Em circuito brasileiro, logo que entrou em cartaz, "A Baleia" contabilizou 200 mil espectadores. Seu markteing principal: a volta por cima de Brendan, que, na sequência, atuou em "Assassinos da Lua das Flores" (2023), de Martin Scorsese. Estrelou há pouco, na Amazon Prime, "Irmãos", um thriller cômico com Peter Dinklage e Josh Brolin, e está filmando o épico "Pressure", sobre a II Guerra, no papel do ex-presidente Dwight D. Eisenhower (1890—1969), em seus tempos de soldado, no front, de farda, como comandante dos Aliados.

Projetos como esse hoje espocam entre os agentes de Fraser graças ao trabalho de Aronofsky.

"Nunca foi um caminho consciente meu explorar essa condição de Brendan, uma vez que, nos anos 1990, eu já era um cinéfilo adulto, encantado por Kurosawa, que não estava de olho em filmes pop como os que ele estrelava", disse o diretor ao Correio da Manhã, via Zoom. "Meu critério para a escolha de Brendan foi a força de seu olhar e o que ele podia agregar a uma figura que se isolou, como uma ilha, após uma perda".

Leitor do "Velho Testamento", referência presente em seus longas anteriores, como "Mãe!" (2017) e "A Fonte da Vida" (2006), Aronofsky foi um dos produtores do único longa brasileiro a conquistar a Concha de Ouro do Festival de San Sebastián: "Pacificado" (2019), rodado no Rio, no Morro dos Prazeres, pelo americano Paxton Winters, com elenco nacional. Em meio ao êxito desse thriller sobre reinvenções nas comunidades cariocas, o diretor construiu "A Baleia", partindo da peça teatral homônima de Samuel D. Hunter.

Seu protagonista é um dedicado professor de Redação, Charlie, que engordou descontroladamente ao somatizar uma tragédia pessoal (a morte de seu namorado), beirando 300 quilos. Isso o levou a se isolar do mundo, afogado em seu apreço pela literatura do escritor Herman Melville (1819-1891), o autor de "Moby Dick" (1853), lecionando via Zoom com a câmera desligada. Gordofobia é uma das questões centrais que Aronofsky ataca ao nos apresentar Charlie, que anda cercada de vários dilemas, com uma dificuldade de se locomover, o que o leva a ser dependente de um andador e de argolas espalhadas pelo teto de sua casa. Para piorar, ele anda arfando muito, com falta de ar. Encarando dores fortes no peito, Charlie conta com o carinho da amiga, cunhada e enfermeira Liz (Hong Chau, numa afetuosa composição).

Apesar do afeto recebido dela, ele encarar com sofreguidão a sua incapacidade (aparente) de fazer com que a filha com quem ele pouco tinha contato, Ellie (Sadie Sink, impecável em cena), possa se aceitar no turbilhão hormonal de sua adolescência.

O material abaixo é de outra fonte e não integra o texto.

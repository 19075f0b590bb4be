//! Application-level messages.
//!
//! # Terminology
//! - **Event**: input from the world (keyboard, timer) - see [`crate::core::event::Event`]
//! - **Message**: internal communication driving app state changes
//! - **Intent**: a request to transition the navigator - see [`crate::navigator::Intent`]
//! - **Command**: async side effect operations - see [`crate::core::command::Command`]
//!
//! This enum only contains app-level messages. Screen-specific messages are
//! handled locally within each screen using their own message channels
//! (e.g. `HomeMsg`, `ChatMsg`).

use crate::navigator::Intent;
use crate::theme::ThemeInfo;
use crate::ui::ToastKind;

/// Application-level messages for state transitions and global feedback.
#[derive(Debug, Clone)]
pub enum AppMessage {
    // === Lifecycle ===
    /// Periodic tick for animations and the carousel
    Tick,
    /// Render the UI
    Render,
    /// Terminal resized
    Resize(u16, u16),
    /// Suspend the application (Ctrl+Z)
    Suspend,
    /// Resume from suspension
    Resume,
    /// Quit the application
    Quit,
    /// Clear and redraw the terminal
    ClearScreen,

    // === Feedback ===
    /// Display an error dialog
    DisplayError(String),
    /// Display the help overlay
    DisplayHelp,
    /// Display the theme selector overlay
    DisplayThemeSelector,
    /// Show a transient toast notification
    ShowToast { message: String, kind: ToastKind },

    // === Session ===
    /// Sign-out completed
    SignedOut { success: bool },

    // === Commands ===
    /// A spawned command finished; the active screen should drain its queue
    CommandCompleted { name: String, success: bool },

    // === Navigation ===
    /// A screen raised a navigation intent
    Intent(Intent),
    /// User picked a theme from the selector
    SelectTheme(ThemeInfo),
}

Mas uma súbita convivência com Ellie no momento de piora em seu estado clínico lhe devolve alegria, mas traz outros dilemas.

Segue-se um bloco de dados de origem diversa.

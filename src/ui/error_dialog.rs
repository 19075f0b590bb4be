//! Dismissable error dialog.

use std::sync::Arc;

use crossterm::event::KeyEvent;
use ratatui::Frame;
use ratatui::layout::{Alignment, Constraint, Rect};
use ratatui::style::{Modifier, Style};
use ratatui::text::{Line, Span};
use ratatui::widgets::{Block, Borders, Clear, Paragraph, Wrap};

use crate::config::{DialogAction, KeyResolver};
use crate::theme::Theme;
use crate::ui::{Component, Handled, Result};

pub enum ErrorDialogEvent {
    Dismissed,
}

pub struct ErrorDialog {
    message: String,
    resolver: Arc<KeyResolver>,
}

impl ErrorDialog {
    pub fn new(message: impl Into<String>, resolver: Arc<KeyResolver>) -> Self {
        Self {
            message: message.into(),
            resolver,
        }
    }
}

impl Component for ErrorDialog {
    type Output = ErrorDialogEvent;

    fn handle_key(&mut self, key: KeyEvent) -> Result<Handled<Self::Output>> {
        if self.resolver.matches_dialog(&key, DialogAction::Dismiss) {
            return Ok(ErrorDialogEvent::Dismissed.into());
        }
        Ok(Handled::Consumed)
    }

    fn render(&mut self, frame: &mut Frame, area: Rect, theme: &Theme) {
        let popup_area = area.centered(Constraint::Percentage(60), Constraint::Percentage(40));
        frame.render_widget(Clear, popup_area);

        let lines = vec![
            Line::from(""),
            Line::from(Span::styled(
                self.message.clone(),
                Style::default().fg(theme.text),
            )),
            Line::from(""),
            Line::from(Span::styled(
                "Press Enter or Esc to dismiss",
                Style::default().fg(theme.overlay1),
            )),
        ];

        let block = Block::default()
            .title(" Error ")
            .title_style(Style::default().fg(theme.red).add_modifier(Modifier::BOLD))
            .borders(Borders::ALL)
            .border_type(theme.border_type)
            .border_style(Style::default().fg(theme.red))
            .style(Style::default().bg(theme.base));

        let paragraph = Paragraph::new(lines)
            .block(block)
            .alignment(Alignment::Center)
            .wrap(Wrap { trim: true });

        frame.render_widget(paragraph, popup_area);
    }
}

"Existe sempre um risco de clichê na representação do amor familiar, pois toda e qualquer família, de qualquer canto do mundo, encara dilemas como rejeição e incompatibilidade. A diferença está em retratar os integrantes dessas famílias, na dramaturgia, da mais rica e cheia de complexidades que puder", diz Aronofsky.

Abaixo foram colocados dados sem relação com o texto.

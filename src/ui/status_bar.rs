//! Bottom status bar: session info, keybinding hints, logo.

use std::sync::Arc;

use ratatui::Frame;
use ratatui::layout::{Constraint, Direction, Layout, Rect};
use ratatui::style::{Modifier, Style};
use ratatui::text::{Line, Span};
use ratatui::widgets::{Block, Borders, Paragraph};

use crate::config::{GlobalAction, KeyResolver, NavAction};
use crate::session::Session;
use crate::theme::Theme;
use crate::ui::Keybinding;

/// ASCII art logo for the status bar.
const LOGO: &[&str] = &[
    r"   .--.  .--.  .--.   ",
    r"  (^_^ )(o_o )(u.u )  ",
    r"   `--'  `--'  `--'   ",
    r"    \    |    /       ",
    r"     communityhub     ",
    r"  connect & support   ",
    r"                      ",
];

pub struct StatusBar {
    resolver: Arc<KeyResolver>,
}

impl StatusBar {
    pub const fn new(resolver: Arc<KeyResolver>) -> Self {
        Self { resolver }
    }

    pub fn render(
        &self,
        frame: &mut Frame,
        area: Rect,
        theme: &Theme,
        session: &Session,
        local_keybindings: &[Keybinding],
    ) {
        let block = Block::default()
            .borders(Borders::ALL)
            .border_type(theme.border_type)
            .border_style(Style::default().fg(theme.surface1));

        let inner_area = block.inner(area);
        frame.render_widget(block, area);

        // Three columns: session info (left), hints (middle), logo (right).
        let chunks = Layout::default()
            .direction(Direction::Horizontal)
            .constraints([
                Constraint::Length(38),
                Constraint::Min(20),
                Constraint::Length(24),
            ])
            .split(inner_area);

        self.render_session_info(frame, chunks[0], theme, session);
        self.render_keybindings(frame, chunks[1], theme, local_keybindings);
        Self::render_logo(frame, chunks[2], theme);
    }

    fn render_session_info(&self, frame: &mut Frame, area: Rect, theme: &Theme, session: &Session) {
        let w = area.width as usize;
        let label_style = Style::default().fg(theme.overlay1);
        let value_style = Style::default().fg(theme.text);

        let lines = session.current_user().map_or_else(
            || {
                vec![Line::from(Span::styled(
                    "Signed out",
                    Style::default()
                        .fg(theme.overlay0)
                        .add_modifier(Modifier::BOLD),
                ))]
            },
            |user| {
                let notifications = match session.notification_count() {
                    0 => "none".to_string(),
                    n => format!("{n} unread"),
                };
                vec![
                    Line::from(vec![
                        Span::styled(
                            format!(" {} ", user.initials()),
                            Style::default().fg(theme.base).bg(theme.lavender),
                        ),
                        Span::raw(" "),
                        Span::styled(
                            truncate_str(&user.name, w.saturating_sub(5)),
                            Style::default()
                                .fg(theme.lavender)
                                .add_modifier(Modifier::BOLD),
                        ),
                    ]),
                    Line::from(""),
                    status_line("email", &user.email, w, label_style, value_style),
                    status_line(
                        "alerts",
                        &notifications,
                        w,
                        label_style,
                        Style::default().fg(theme.peach),
                    ),
                ]
            },
        );

        frame.render_widget(Paragraph::new(lines), area);
    }

    fn render_keybindings(
        &self,
        frame: &mut Frame,
        area: Rect,
        theme: &Theme,
        local_keybindings: &[Keybinding],
    ) {
        let global_keybindings = self.global_keybindings();

        // Local hints first, then global ones.
        let hints: Vec<&Keybinding> = local_keybindings
            .iter()
            .filter(|kb| kb.hint)
            .chain(global_keybindings.iter().filter(|kb| kb.hint))
            .collect();

        if hints.is_empty() {
            return;
        }

        // Size columns from actual content so the separator lines up.
        let max_key_w = hints.iter().map(|kb| kb.key.len()).max().unwrap_or(1);
        let max_desc_w = hints
            .iter()
            .map(|kb| kb.description.len())
            .max()
            .unwrap_or(1);
        let col_width = u16::try_from(max_key_w + 3 + max_desc_w + 2).unwrap_or(u16::MAX);
        let num_cols = (area.width / col_width).max(1) as usize;
        let num_rows = area.height as usize;

        let mut columns: Vec<Vec<Line>> = vec![Vec::new(); num_cols];

        for (i, kb) in hints.iter().enumerate() {
            let col_idx = i / num_rows.max(1);
            if col_idx >= num_cols {
                break;
            }

            let line = Line::from(vec![
                Span::styled(
                    format!("{:>width$}", kb.key, width = max_key_w),
                    Style::default().fg(theme.peach),
                ),
                Span::styled(" │ ", Style::default().fg(theme.surface2)),
                Span::styled(kb.description.clone(), Style::default().fg(theme.subtext0)),
            ]);
            columns[col_idx].push(line);
        }

        let col_constraints: Vec<Constraint> = vec![Constraint::Length(col_width); num_cols];
        let col_areas = Layout::default()
            .direction(Direction::Horizontal)
            .constraints(col_constraints)
            .split(area);

        for (col_idx, col_lines) in columns.into_iter().enumerate() {
            if col_idx < col_areas.len() {
                frame.render_widget(Paragraph::new(col_lines), col_areas[col_idx]);
            }
        }
    }

    fn render_logo(frame: &mut Frame, area: Rect, theme: &Theme) {
        let logo_lines: Vec<Line> = LOGO
            .iter()
            .map(|line| {
                Line::from(Span::styled(
                    *line,
                    Style::default()
                        .fg(theme.mauve)
                        .add_modifier(Modifier::BOLD),
                ))
            })
            .collect();

        frame.render_widget(Paragraph::new(logo_lines), area);
    }

    /// Global keybindings, shared by the status bar and the help overlay.
    pub fn global_keybindings(&self) -> Vec<Keybinding> {
        vec![
            Keybinding::hint(self.resolver.display_global(GlobalAction::Help), "Help"),
            Keybinding::hint(self.resolver.display_global(GlobalAction::Back), "Back"),
            Keybinding::new(self.resolver.display_global(GlobalAction::Theme), "Theme"),
            Keybinding::new(self.resolver.display_global(GlobalAction::Quit), "Quit"),
            Keybinding::new(self.resolver.display_nav(NavAction::Select), "Select"),
            Keybinding::new(
                format!(
                    "{}/{}",
                    self.resolver.display_nav(NavAction::Up),
                    self.resolver.display_nav(NavAction::Down)
                ),
                "Navigate",
            ),
        ]
    }
}

/// Render a labelled status line with a right-aligned label column.
fn status_line<'a>(
    label: &'a str,
    value: &str,
    max_width: usize,
    label_style: Style,
    value_style: Style,
) -> Line<'a> {
    const LABEL_W: usize = 8;
    let available = max_width.saturating_sub(LABEL_W + 1);
    Line::from(vec![
        Span::styled(format!("{label:>LABEL_W$}"), label_style),
        Span::raw(" "),
        Span::styled(truncate_str(value, available), value_style),
    ])
}

/// Truncate a string to fit a width, adding "..." when cut.
fn truncate_str(s: &str, max_width: usize) -> String {
    if s.len() <= max_width {
        s.to_string()
    } else if max_width > 3 {
        format!("{}...", &s[..max_width - 3])
    } else {
        s.chars().take(max_width).collect()
    }
}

No Brasil, a versão dublada de "A Baleia" contou com um esplendoroso desempenho de Guilherme Briggs como a voz nacional de Fraser.

Em outras latitudes da streamingesfera, um outro longa com aura de cult, "O Mauritano" ("The Mauritanian", 2020), de Kevin Macdonald, também ganha novo ânimo, na grade da MUBI. Laureado com o Oscar de melhor documentário por "Munique, 1972: Um Dia em Setembro" (1999), o cineasta escocês anda colhendo frutos pela taquicárdica reconstituição do drama de Mohamedou Ould Salahi, um engenheiro elétrico mauritano que foi detido injustamente em Guatánamo, em 2002, e lá ficou até 2016, tendo sofrido toda sorte de torturas, sob a suspeita de ser um dos responsáveis pelos atentados do 11 de Setembro. Tahar Rahim tem uma magistral atuação no papel de Mohamedou. Jodie Foster, que contracena brilhantemente com ele, vivendo sua advogada de defesa, ganhou o Globo de Ouro de Melhor Atriz Coadjuvante por sua interpretação.